Leading small with an underpair plus a gutshot is fine in this limp pot — ranges are wide, and we apply pressure while having some equity when called, but checking would also be perfectly acceptable.

Turn Analysis

Slowing down on the paired turn is correct — our underpair plus gutshot loses relative value as trips and full houses enter villain’s range, so we shift into more of a bluff‑catch / realize‑equity mode.

Turn Analysis

Facing this relatively big turn stab, folding the underpair plus gutshot is better — we don’t have enough clean outs, and our hand plays poorly on many rivers versus a range that’s turning up the heat. **Ranges:** When villain bets 4.4 into 6 after calling flop, their range leans to strong 9x, 8x, 6x, overpairs, some straights and good diamond draws, with only a fraction of pure air; our underpair sits near the bottom of our continuing range. **Board:** The paired 6 increases the density of trips/boats in villain’s betting range and makes our already weak underpair even more dominated, while our gutshot has only a few non‑diamond, non‑scary river cards that both hit and actually realize value. **Math:** We’re getting about 2.3:1 and need ~30% equity, but versus a value‑heavy, semi‑bluff‑heavy range and poor river playability out of position, our effective equity realization with 55 falls well below that threshold. --- > **Takeaway:** With a weak underpair on a paired, coordinated board facing a big turn bet, respect how bad our equity realization is and fold rather than chase thin draws.

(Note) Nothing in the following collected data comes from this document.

//! Argus network policy layer
//!
//! Everything a collector needs before it may touch the network:
//! - Scope governor: blacklist/whitelist containment checks
//! - Rate governor: per-collector token buckets, burst 1
//! - HTTP client construction with optional SOCKS proxying (ghost mode)

pub mod client;
pub mod limiter;
pub mod scope;

pub use client::*;
pub use limiter::*;
pub use scope::*;
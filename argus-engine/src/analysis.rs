//! AI-analysis bridge
//!
//! The core does not analyze; it aggregates the case into a prompt-ready
//! context blob, hashes it, and hands it to an external bridge subprocess
//! that returns a structured report. The hash keys a cache in the store, so
//! unchanged case data never re-runs the bridge.

use std::process::Stdio;
use std::time::Duration;

use serde::Serialize;
use thiserror::Error;
use tokio::io::AsyncWriteExt;
use tokio::process::Command;
use tracing::{debug, info};
use uuid::Uuid;

use argus_core::{hash_payload, Analysis};
use argus_store::{Store, StoreError};

use crate::LlmSection;

#[derive(Debug, Error)]
pub enum AnalysisError {
    #[error("case '{0}' not found")]
    CaseNotFound(String),

    #[error(transparent)]
    Store(#[from] StoreError),

    #[error("failed to run analysis bridge: {0}")]
    Spawn(#[from] std::io::Error),

    #[error("analysis bridge timed out after {0:?}")]
    Timeout(Duration),

    #[error("analysis bridge failed: {0}")]
    Bridge(String),

    #[error("failed to parse bridge response: {0}")]
    Parse(#[from] serde_json::Error),
}

/// Request sent to the bridge on stdin.
#[derive(Debug, Serialize)]
struct BridgeRequest<'a> {
    task: &'static str,
    case_name: &'a str,
    context: &'a str,
    model: &'a str,
    llm: BridgeLlmConfig<'a>,
}

#[derive(Debug, Serialize)]
struct BridgeLlmConfig<'a> {
    provider: &'a str,
    url: &'a str,
    api_key: &'a str,
    timeout: u64,
}

/// Aggregate all case data into a prompt-ready text blob. Its SHA-256 is the
/// analysis cache key.
pub fn build_case_context(store: &Store, case_id: &str) -> Result<String, AnalysisError> {
    let case = store
        .get_case(case_id)?
        .ok_or_else(|| AnalysisError::CaseNotFound(case_id.to_string()))?;
    let entities = store.list_entities(case_id)?;
    let relationships = store.list_relationships(case_id)?;
    let evidence = store.list_evidence(case_id)?;

    let mut out = String::new();
    out.push_str(&format!("CASE: {}\n", case.name));
    out.push_str(&format!("DESCRIPTION: {}\n\n", case.description));

    out.push_str("ENTITIES:\n");
    for e in &entities {
        out.push_str(&format!(
            "- [{}] {} (source: {})\n",
            e.entity_type, e.value, e.source
        ));
    }
    out.push('\n');

    out.push_str("RELATIONSHIPS:\n");
    let label = |id: &str| {
        entities
            .iter()
            .find(|e| e.id == id)
            .map(|e| format!("{} ({})", e.value, e.entity_type))
            .unwrap_or_else(|| id.to_string())
    };
    for r in &relationships {
        out.push_str(&format!(
            "- {} --[{}]--> {}\n",
            label(&r.from_entity_id),
            r.rel_type,
            label(&r.to_entity_id)
        ));
    }
    out.push('\n');

    out.push_str("EVIDENCE:\n");
    for ev in &evidence {
        out.push_str(&format!("- {} (collector: {})\n", ev.file_path, ev.collector));
    }

    Ok(out)
}

/// Drives the external analysis subprocess.
pub struct AnalysisBridge {
    llm: LlmSection,
}

impl AnalysisBridge {
    pub fn new(llm: LlmSection) -> Self {
        Self { llm }
    }

    /// Analyze a case, reusing the cached report when the aggregated context
    /// has not changed.
    pub async fn analyze(&self, store: &Store, case_id: &str) -> Result<Analysis, AnalysisError> {
        let case = store
            .get_case(case_id)?
            .ok_or_else(|| AnalysisError::CaseNotFound(case_id.to_string()))?;

        let context = build_case_context(store, case_id)?;
        let context_hash = hash_payload(context.as_bytes());

        if let Some(cached) = store.get_analysis_by_hash(case_id, &context_hash)? {
            info!(case = case_id, "analysis cache hit");
            return Ok(cached);
        }

        let request = BridgeRequest {
            task: "synthesize",
            case_name: &case.name,
            context: &context,
            model: &self.llm.model,
            llm: BridgeLlmConfig {
                provider: &self.llm.provider,
                url: &self.llm.url,
                api_key: &self.llm.api_key,
                timeout: self.llm.timeout_secs,
            },
        };
        let request_json = serde_json::to_vec(&request)?;

        debug!(command = %self.llm.command, "spawning analysis bridge");
        let mut child = Command::new(&self.llm.command)
            .args(&self.llm.args)
            .stdin(Stdio::piped())
            .stdout(Stdio::piped())
            .stderr(Stdio::piped())
            .kill_on_drop(true)
            .spawn()?;

        if let Some(mut stdin) = child.stdin.take() {
            stdin.write_all(&request_json).await?;
            // Close stdin so the bridge sees EOF.
            drop(stdin);
        }

        let timeout = Duration::from_secs(self.llm.timeout_secs);
        let output = tokio::time::timeout(timeout, child.wait_with_output())
            .await
            .map_err(|_| AnalysisError::Timeout(timeout))??;

        if !output.status.success() {
            return Err(AnalysisError::Bridge(
                String::from_utf8_lossy(&output.stderr).trim().to_string(),
            ));
        }

        let mut analysis: Analysis = serde_json::from_slice(&output.stdout)?;
        analysis.id = Uuid::new_v4().to_string();
        analysis.case_id = case_id.to_string();
        analysis.context_hash = context_hash;

        store.save_analysis(&analysis)?;
        Ok(analysis)
    }
}

#[cfg(test)]
mod tests {
    use super::*;
    use argus_core::{Case, Entity, Relationship};
    use std::sync::Arc;

    fn seeded_store() -> (Arc<Store>, Case) {
        let store = Arc::new(Store::open_in_memory().unwrap());
        let case = Case::new("Exfil Host", "trace the staging server");
        store.create_case(&case).unwrap();

        let domain = Entity::new(&case.id, "domain", "example.com", "dns");
        let ip = Entity::new(&case.id, "ip", "93.184.216.34", "dns");
        store.create_entity(&domain).unwrap();
        store.create_entity(&ip).unwrap();
        store
            .create_relationship(&Relationship::new(
                &case.id,
                &domain.id,
                &ip.id,
                "resolves_to",
            ))
            .unwrap();
        (store, case)
    }

    #[test]
    fn test_context_renders_graph() {
        let (store, case) = seeded_store();
        let context = build_case_context(&store, &case.id).unwrap();

        assert!(context.contains("CASE: Exfil Host"));
        assert!(context.contains("- [domain] example.com (source: dns)"));
        assert!(context.contains("example.com (domain) --[resolves_to]--> 93.184.216.34 (ip)"));
    }

    #[test]
    fn test_context_hash_is_stable() {
        let (store, case) = seeded_store();
        let a = build_case_context(&store, &case.id).unwrap();
        let b = build_case_context(&store, &case.id).unwrap();
        assert_eq!(hash_payload(a.as_bytes()), hash_payload(b.as_bytes()));
    }

    #[cfg(unix)]
    #[tokio::test]
    async fn test_bridge_round_trip_and_cache() {
        let (store, case) = seeded_store();

        // A stand-in bridge: drain stdin, emit a fixed report.
        let llm = LlmSection {
            command: "sh".to_string(),
            args: vec![
                "-c".to_string(),
                r#"cat > /dev/null; echo '{"findings":["open ssh"],"risks":[],"connections":[],"next_steps":["verify owner"],"confidence":0.7}'"#
                    .to_string(),
            ],
            timeout_secs: 10,
            ..LlmSection::default()
        };
        let bridge = AnalysisBridge::new(llm);

        let first = bridge.analyze(&store, &case.id).await.unwrap();
        assert_eq!(first.findings, vec!["open ssh"]);
        assert_eq!(first.case_id, case.id);
        assert!(!first.context_hash.is_empty());

        // Unchanged context: the cached row comes back, not a fresh run.
        let second = bridge.analyze(&store, &case.id).await.unwrap();
        assert_eq!(second.id, first.id);
    }

    #[cfg(unix)]
    #[tokio::test]
    async fn test_bridge_failure_is_reported() {
        let (store, case) = seeded_store();
        let llm = LlmSection {
            command: "sh".to_string(),
            args: vec!["-c".to_string(), "echo no provider >&2; exit 1".to_string()],
            timeout_secs: 10,
            ..LlmSection::default()
        };
        let bridge = AnalysisBridge::new(llm);

        let err = bridge.analyze(&store, &case.id).await.unwrap_err();
        match err {
            AnalysisError::Bridge(msg) => assert!(msg.contains("no provider")),
            other => panic!("unexpected error: {other}"),
        }
    }

    #[cfg(unix)]
    #[tokio::test]
    async fn test_bridge_timeout_is_distinct() {
        let (store, case) = seeded_store();
        let llm = LlmSection {
            command: "sh".to_string(),
            args: vec!["-c".to_string(), "sleep 30".to_string()],
            timeout_secs: 0,
            ..LlmSection::default()
        };
        let bridge = AnalysisBridge::new(llm);

        let err = bridge.analyze(&store, &case.id).await.unwrap_err();
        assert!(matches!(err, AnalysisError::Timeout(_)));
    }
}
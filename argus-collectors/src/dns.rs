//! Passive DNS collector
//!
//! Resolves A, MX, and NS records. Record types fail independently; the
//! evidence payload holds whatever succeeded.

use std::collections::BTreeMap;
use std::sync::Arc;
use std::time::Duration;

use async_trait::async_trait;
use hickory_resolver::config::{ResolverConfig, ResolverOpts};
use hickory_resolver::TokioAsyncResolver;
use tracing::debug;

use argus_core::Evidence;

use crate::{CollectError, Collector, EvidenceArchive};

pub struct DnsCollector {
    archive: Arc<EvidenceArchive>,
    resolver: TokioAsyncResolver,
}

impl DnsCollector {
    pub fn new(archive: Arc<EvidenceArchive>) -> Self {
        let mut opts = ResolverOpts::default();
        opts.timeout = Duration::from_secs(5);
        opts.attempts = 2;
        let resolver = TokioAsyncResolver::tokio(ResolverConfig::default(), opts);
        Self { archive, resolver }
    }

    fn trim_root(name: String) -> String {
        name.trim_end_matches('.').to_string()
    }
}

#[async_trait]
impl Collector for DnsCollector {
    fn name(&self) -> &str {
        "dns"
    }

    fn description(&self) -> &str {
        "Passive DNS lookup for A, MX, and NS records"
    }

    fn is_active(&self) -> bool {
        false
    }

    async fn collect(
        &self,
        case_id: &str,
        target: &str,
    ) -> Result<Vec<Evidence>, CollectError> {
        let mut records: BTreeMap<String, Vec<String>> = BTreeMap::new();

        match self.resolver.lookup_ip(target).await {
            Ok(lookup) => {
                records.insert("A".into(), lookup.iter().map(|ip| ip.to_string()).collect());
            }
            Err(e) => {
                debug!(target, error = %e, "A lookup failed");
                records.insert("A".into(), Vec::new());
            }
        }

        if let Ok(lookup) = self.resolver.mx_lookup(target).await {
            records.insert(
                "MX".into(),
                lookup
                    .iter()
                    .map(|mx| Self::trim_root(mx.exchange().to_utf8()))
                    .collect(),
            );
        }

        if let Ok(lookup) = self.resolver.ns_lookup(target).await {
            records.insert(
                "NS".into(),
                lookup
                    .iter()
                    .map(|ns| Self::trim_root(ns.0.to_utf8()))
                    .collect(),
            );
        }

        let payload = serde_json::to_vec_pretty(&records)?;
        let mut ev = self
            .archive
            .persist(case_id, "dns", target, "json", &payload)
            .await?;
        ev.metadata.insert("types".into(), "A,MX,NS".into());

        Ok(vec![ev])
    }
}

#[cfg(test)]
mod tests {
    use super::*;

    #[test]
    fn test_trim_root_label() {
        assert_eq!(
            DnsCollector::trim_root("mail.example.com.".to_string()),
            "mail.example.com"
        );
        assert_eq!(
            DnsCollector::trim_root("mail.example.com".to_string()),
            "mail.example.com"
        );
    }
}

Note: Calling the sizable turn bet with an underpair plus a weak gutshot overestimates both our raw equity and our ability to realize it out of position on many bad rivers.

River Analysis

Checking the river after the diamond and higher card come is mandatory — this runout is very favorable for the in‑position caller’s value range and terrible for our underpair, so we should never lead.

River Analysis

Folding river to a big bet on this flush‑ and straight‑heavy, paired board is completely correct — our small pocket pair is just a bluff‑catcher that loses to almost all of villain’s value range and we don’t have the equity to justify calling.